The journey of Highway was very organic. Since I have worked with Imtiaz (Ali, the director) before, on Rockstar, I was more than excited to be back on another project with him. Imtiaz is one of the best sounding boards and we trust each other’s instincts. Highway is a film based on the extraordinary journey of a girl, Meera Tripathi, played by Alia Bhatt, and it travels through six states, and naturally the look too had to reflect the elements of each state. To get it right, I travelled with the crew for three months.
The films’s shooting was a linear process, and we went to one state at a time, layering the characters with the flavour of each region. From Alia to Randeep Hooda to the odd truck drivers, dhabha boys, other characters in the film and passersby, I designed everyone’s look. And this ‘costume screenplay’ started right with the narration of the film. The brief was clear — we had to keep it as real as possible, and tweak the look with the changing landscape, which travelled through Delhi, Rajasthan, Himachal Pradesh, Punjab and Jammu & Kashmir.

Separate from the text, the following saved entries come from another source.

//! COUNT: sums the per-partition counts.

use serde_json::Value;

use super::local::LocalAggregate;
use super::{AggregateValue, Aggregator};

#[derive(Debug, Clone, Copy, PartialEq, Eq)]
enum CountState {
    Running(u64),
    /// The total no longer fits in a `u64`
    Overflowed,
}

/// COUNT aggregator. Undefined only once the total overflows.
#[derive(Debug)]
pub struct CountAggregator {
    state: CountState,
}

impl CountAggregator {
    pub fn new() -> Self {
        Self {
            state: CountState::Running(0),
        }
    }
}

impl Default for CountAggregator {
    fn default() -> Self {
        Self::new()
    }
}

impl Aggregator for CountAggregator {
    fn aggregate(&mut self, local: LocalAggregate) {
        let total = match self.state {
            CountState::Running(total) => total,
            CountState::Overflowed => return,
        };

        // Partitions that matched nothing may omit the value entirely.
        if let LocalAggregate::Scalar(value) = local {
            if let Some(count) = value.as_u64() {
                self.state = match total.checked_add(count) {
                    Some(total) => CountState::Running(total),
                    None => CountState::Overflowed,
                };
            }
        }
    }

    fn result(&self) -> AggregateValue {
        match self.state {
            CountState::Running(total) => AggregateValue::Defined(Value::from(total)),
            CountState::Overflowed => AggregateValue::Undefined,
        }
    }
}

#[cfg(test)]
mod tests {
    use super::*;
    use serde_json::json;

    #[test]
    fn test_count_sums_partials() {
        let mut agg = CountAggregator::new();
        agg.aggregate(LocalAggregate::Scalar(json!(3)));
        agg.aggregate(LocalAggregate::Undefined);
        agg.aggregate(LocalAggregate::Scalar(json!(4)));
        assert_eq!(agg.result(), AggregateValue::Defined(json!(7)));
    }

    #[test]
    fn test_empty_count_is_zero() {
        assert_eq!(CountAggregator::new().result(), AggregateValue::Defined(json!(0)));
    }

    #[test]
    fn test_overflowing_total_is_undefined() {
        let mut agg = CountAggregator::new();
        agg.aggregate(LocalAggregate::Scalar(json!(u64::MAX)));
        agg.aggregate(LocalAggregate::Scalar(json!(1)));
        assert!(agg.result().is_undefined());

        agg.aggregate(LocalAggregate::Scalar(json!(0)));
        assert!(agg.result().is_undefined());
    }
}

The look is also reflective of the story, it moves and unfolds with every milestone in the film. It’s been one of the most interesting and creatively satisfying projects for me because it took me to the interiors of India. We visited the second hand markets of Raja Garden in Delhi, which open only between 5 am and 7 am, the homes of Gujjars to capture the personality and appearance for Randeep Hooda’s character, to the villages of Punjab where we picked handmade phulkari fabric. We even picked hand-knitted mittens from an elderly lady in a remote village of Himachal Pradesh, and we have also showed the beautiful bakarwal jewellery of Himachal and Srinagar. Dressing Alia was most important because she is playing a city girl, who is exposed to a certain kind of lifestyle, and gets abducted in the film.
How she finds freedom is what her journey is about. Naturally, the look too had to strip all brands and become liberating en route. So her accessories, clothes and body language had to be de-glamourised. This meant borrowing ill-fitting clothes for her look. We found ourselves in quaint hill station markets, indulging in street shopping, even rummaging through wardrobes of people’s houses for second-hand stuff, making Alia wear this vintage hairpin from Srinagar, wrap a muffler as a turban, slip on over-sized shoes, and carry an antique phulkari shawl from Ferozepur.
The idea is to deconstruct and bring alive the director’s vision and customise it accordingly. I did the same in Barfi, Dostana, Don, Bunty Aur Babli and Rockstar. Such experiences have to be out-of-the-box and one has to be open to everything.